> _TASK ITEM_: Please repeat, from the entries that follow, the lines from the one containing "defined for x > 0." through the one containing "entries whose weight" exactly, adding nothing.

> _Records excerpted from a collection_:
····················
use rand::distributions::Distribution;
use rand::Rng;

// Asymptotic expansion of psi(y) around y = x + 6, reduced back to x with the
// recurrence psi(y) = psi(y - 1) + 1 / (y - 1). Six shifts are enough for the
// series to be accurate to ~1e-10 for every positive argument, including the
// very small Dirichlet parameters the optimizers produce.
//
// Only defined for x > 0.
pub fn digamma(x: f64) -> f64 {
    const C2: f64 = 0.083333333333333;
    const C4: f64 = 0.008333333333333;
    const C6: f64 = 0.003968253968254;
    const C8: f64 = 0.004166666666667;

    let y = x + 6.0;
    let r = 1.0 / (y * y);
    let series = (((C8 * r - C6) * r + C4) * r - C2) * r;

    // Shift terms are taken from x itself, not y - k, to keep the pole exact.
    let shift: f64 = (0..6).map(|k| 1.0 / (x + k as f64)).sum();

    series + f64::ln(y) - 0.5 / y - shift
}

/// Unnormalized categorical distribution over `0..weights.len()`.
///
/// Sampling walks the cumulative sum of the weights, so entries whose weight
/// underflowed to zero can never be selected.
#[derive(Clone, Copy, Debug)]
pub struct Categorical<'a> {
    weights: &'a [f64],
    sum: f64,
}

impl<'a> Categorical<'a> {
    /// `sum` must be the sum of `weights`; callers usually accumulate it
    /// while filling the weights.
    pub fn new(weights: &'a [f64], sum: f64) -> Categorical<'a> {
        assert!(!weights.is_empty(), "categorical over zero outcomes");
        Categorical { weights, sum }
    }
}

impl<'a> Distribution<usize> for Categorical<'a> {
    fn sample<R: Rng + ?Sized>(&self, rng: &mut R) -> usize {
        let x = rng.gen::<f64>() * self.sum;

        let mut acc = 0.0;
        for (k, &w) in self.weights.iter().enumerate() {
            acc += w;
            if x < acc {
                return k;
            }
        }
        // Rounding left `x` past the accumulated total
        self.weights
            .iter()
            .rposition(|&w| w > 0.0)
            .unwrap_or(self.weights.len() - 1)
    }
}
····················
> _RESULT OF THIS TASK_:
// Only defined for x > 0.
pub fn digamma(x: f64) -> f64 {
    const C2: f64 = 0.083333333333333;
    const C4: f64 = 0.008333333333333;
    const C6: f64 = 0.003968253968254;
    const C8: f64 = 0.004166666666667;

    let y = x + 6.0;
    let r = 1.0 / (y * y);
    let series = (((C8 * r - C6) * r + C4) * r - C2) * r;

    // Shift terms are taken from x itself, not y - k, to keep the pole exact.
    let shift: f64 = (0..6).map(|k| 1.0 / (x + k as f64)).sum();

    series + f64::ln(y) - 0.5 / y - shift
}

/// Unnormalized categorical distribution over `0..weights.len()`.
///
/// Sampling walks the cumulative sum of the weights, so entries whose weight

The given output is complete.